Extracted material |
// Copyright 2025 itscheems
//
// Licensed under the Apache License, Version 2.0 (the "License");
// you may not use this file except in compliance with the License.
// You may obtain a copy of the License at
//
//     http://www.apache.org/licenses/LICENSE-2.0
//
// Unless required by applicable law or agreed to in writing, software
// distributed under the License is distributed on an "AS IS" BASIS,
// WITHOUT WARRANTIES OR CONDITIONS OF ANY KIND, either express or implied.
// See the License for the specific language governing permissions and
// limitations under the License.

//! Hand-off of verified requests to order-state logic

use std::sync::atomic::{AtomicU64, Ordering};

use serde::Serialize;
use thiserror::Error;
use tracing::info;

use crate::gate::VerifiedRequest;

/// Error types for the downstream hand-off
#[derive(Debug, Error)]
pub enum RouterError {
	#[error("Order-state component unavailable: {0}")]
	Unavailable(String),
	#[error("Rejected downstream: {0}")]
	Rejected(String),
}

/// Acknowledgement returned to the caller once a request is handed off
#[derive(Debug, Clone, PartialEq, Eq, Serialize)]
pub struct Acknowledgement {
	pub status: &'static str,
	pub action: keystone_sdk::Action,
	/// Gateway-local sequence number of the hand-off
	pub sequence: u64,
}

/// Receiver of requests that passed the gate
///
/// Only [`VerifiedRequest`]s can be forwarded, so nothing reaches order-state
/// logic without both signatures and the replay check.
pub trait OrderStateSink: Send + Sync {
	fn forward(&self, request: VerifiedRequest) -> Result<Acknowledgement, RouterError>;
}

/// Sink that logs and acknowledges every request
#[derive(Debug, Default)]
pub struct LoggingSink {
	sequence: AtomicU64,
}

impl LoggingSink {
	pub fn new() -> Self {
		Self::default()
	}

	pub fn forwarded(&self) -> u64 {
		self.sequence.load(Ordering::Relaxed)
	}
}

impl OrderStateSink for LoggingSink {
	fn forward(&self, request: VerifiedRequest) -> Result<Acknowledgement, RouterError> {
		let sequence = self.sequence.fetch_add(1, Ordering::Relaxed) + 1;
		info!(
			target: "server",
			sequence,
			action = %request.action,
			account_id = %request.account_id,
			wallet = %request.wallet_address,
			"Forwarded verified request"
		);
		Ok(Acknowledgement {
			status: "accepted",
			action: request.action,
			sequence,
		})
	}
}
--
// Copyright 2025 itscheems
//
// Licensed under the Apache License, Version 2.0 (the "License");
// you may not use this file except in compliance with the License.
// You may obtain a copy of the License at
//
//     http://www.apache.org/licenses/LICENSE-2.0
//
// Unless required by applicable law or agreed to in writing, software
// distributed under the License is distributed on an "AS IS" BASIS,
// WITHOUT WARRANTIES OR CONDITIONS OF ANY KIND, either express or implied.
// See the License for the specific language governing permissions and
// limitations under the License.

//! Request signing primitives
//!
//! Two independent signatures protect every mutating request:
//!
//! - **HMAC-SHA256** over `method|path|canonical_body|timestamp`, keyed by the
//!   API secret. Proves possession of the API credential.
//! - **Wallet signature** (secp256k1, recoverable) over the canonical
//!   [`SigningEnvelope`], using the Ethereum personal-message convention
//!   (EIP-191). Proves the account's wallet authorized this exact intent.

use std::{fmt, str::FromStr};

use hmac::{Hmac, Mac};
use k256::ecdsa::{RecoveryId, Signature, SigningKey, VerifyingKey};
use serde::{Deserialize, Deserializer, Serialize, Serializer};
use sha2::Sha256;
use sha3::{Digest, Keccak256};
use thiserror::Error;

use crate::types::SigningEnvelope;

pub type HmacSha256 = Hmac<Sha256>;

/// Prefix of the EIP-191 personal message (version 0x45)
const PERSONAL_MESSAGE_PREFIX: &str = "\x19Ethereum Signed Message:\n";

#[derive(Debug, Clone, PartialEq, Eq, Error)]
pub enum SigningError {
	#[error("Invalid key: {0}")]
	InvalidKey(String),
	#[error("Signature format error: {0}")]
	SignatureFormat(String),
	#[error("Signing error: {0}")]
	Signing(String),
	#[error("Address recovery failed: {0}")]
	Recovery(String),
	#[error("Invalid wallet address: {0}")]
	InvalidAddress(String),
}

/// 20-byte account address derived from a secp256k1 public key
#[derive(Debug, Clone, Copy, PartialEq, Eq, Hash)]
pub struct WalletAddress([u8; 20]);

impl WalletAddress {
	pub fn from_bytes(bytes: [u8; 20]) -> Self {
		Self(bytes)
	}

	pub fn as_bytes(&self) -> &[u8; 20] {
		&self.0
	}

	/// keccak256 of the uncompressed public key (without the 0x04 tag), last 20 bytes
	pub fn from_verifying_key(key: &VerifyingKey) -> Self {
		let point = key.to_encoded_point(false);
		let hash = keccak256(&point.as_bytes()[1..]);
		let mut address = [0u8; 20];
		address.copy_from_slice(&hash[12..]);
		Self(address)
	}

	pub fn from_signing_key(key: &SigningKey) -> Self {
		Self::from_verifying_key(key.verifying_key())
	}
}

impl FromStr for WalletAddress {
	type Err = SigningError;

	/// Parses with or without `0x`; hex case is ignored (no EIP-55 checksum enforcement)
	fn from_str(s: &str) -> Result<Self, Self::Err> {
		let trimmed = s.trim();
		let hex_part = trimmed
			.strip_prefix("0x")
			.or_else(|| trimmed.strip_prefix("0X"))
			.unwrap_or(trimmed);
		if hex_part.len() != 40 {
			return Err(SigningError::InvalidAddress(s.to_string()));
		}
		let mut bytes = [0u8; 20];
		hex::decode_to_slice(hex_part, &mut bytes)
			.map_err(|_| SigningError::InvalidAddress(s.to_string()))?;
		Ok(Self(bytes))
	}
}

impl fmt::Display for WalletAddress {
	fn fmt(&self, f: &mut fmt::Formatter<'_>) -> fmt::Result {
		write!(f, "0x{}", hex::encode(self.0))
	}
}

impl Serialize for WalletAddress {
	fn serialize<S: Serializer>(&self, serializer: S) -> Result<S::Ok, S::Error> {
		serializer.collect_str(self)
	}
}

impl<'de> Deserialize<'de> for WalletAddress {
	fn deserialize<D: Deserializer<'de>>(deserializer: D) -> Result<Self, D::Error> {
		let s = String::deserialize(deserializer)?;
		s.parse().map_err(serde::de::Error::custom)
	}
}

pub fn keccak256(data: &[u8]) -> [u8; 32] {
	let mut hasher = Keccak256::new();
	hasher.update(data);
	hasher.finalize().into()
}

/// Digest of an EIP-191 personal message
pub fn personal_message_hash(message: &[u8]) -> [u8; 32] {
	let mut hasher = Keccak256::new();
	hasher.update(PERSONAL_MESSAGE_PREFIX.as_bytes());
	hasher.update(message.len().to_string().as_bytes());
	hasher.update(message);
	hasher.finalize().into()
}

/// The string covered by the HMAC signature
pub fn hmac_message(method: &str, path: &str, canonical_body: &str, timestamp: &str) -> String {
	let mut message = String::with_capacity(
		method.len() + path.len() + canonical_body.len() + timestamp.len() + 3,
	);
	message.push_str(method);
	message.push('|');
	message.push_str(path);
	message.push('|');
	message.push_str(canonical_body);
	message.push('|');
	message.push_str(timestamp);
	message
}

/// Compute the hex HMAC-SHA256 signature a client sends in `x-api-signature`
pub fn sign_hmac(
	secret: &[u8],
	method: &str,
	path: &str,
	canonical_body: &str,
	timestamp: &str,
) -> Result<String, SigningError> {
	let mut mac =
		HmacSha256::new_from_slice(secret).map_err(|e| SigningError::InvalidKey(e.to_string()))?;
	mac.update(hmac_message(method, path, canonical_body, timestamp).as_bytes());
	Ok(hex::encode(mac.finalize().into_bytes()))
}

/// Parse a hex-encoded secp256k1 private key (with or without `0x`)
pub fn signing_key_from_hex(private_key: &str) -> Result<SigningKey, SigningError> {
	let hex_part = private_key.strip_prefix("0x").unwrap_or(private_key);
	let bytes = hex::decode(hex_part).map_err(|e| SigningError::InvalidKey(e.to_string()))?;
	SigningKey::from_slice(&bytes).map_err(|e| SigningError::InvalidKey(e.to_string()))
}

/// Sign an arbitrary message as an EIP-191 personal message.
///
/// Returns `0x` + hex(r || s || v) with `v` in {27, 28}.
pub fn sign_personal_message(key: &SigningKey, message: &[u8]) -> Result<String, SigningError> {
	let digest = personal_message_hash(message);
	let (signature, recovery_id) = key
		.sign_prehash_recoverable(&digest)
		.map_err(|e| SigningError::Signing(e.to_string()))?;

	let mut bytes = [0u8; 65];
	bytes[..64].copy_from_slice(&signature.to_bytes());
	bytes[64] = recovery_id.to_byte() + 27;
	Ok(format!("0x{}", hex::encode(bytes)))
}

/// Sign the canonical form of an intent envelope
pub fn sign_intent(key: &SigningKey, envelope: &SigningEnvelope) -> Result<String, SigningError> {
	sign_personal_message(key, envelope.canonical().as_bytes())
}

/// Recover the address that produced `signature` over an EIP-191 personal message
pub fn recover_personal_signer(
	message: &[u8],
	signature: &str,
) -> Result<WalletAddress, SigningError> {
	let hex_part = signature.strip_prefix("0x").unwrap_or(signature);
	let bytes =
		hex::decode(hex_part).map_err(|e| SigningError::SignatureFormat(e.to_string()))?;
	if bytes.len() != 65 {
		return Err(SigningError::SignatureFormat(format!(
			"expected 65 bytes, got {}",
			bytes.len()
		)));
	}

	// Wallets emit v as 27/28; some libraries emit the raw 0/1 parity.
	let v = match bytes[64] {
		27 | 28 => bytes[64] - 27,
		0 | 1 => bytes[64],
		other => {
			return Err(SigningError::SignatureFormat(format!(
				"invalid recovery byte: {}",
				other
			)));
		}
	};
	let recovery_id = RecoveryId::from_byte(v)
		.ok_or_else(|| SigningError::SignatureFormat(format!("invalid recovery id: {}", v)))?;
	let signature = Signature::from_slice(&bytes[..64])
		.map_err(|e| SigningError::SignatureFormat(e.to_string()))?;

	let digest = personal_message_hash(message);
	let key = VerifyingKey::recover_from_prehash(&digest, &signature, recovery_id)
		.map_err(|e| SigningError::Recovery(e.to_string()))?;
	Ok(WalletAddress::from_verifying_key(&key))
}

Work to be completed | Once a line of the records is found to contain "method", copy it out.

Exercise result |
//! - **HMAC-SHA256** over `method|path|canonical_body|timestamp`, keyed by the
pub fn hmac_message(method: &str, path: &str, canonical_body: &str, timestamp: &str) -> String {
		method.len() + path.len() + canonical_body.len() + timestamp.len() + 3,
	message.push_str(method);
	method: &str,
	mac.update(hmac_message(method, path, canonical_body, timestamp).as_bytes());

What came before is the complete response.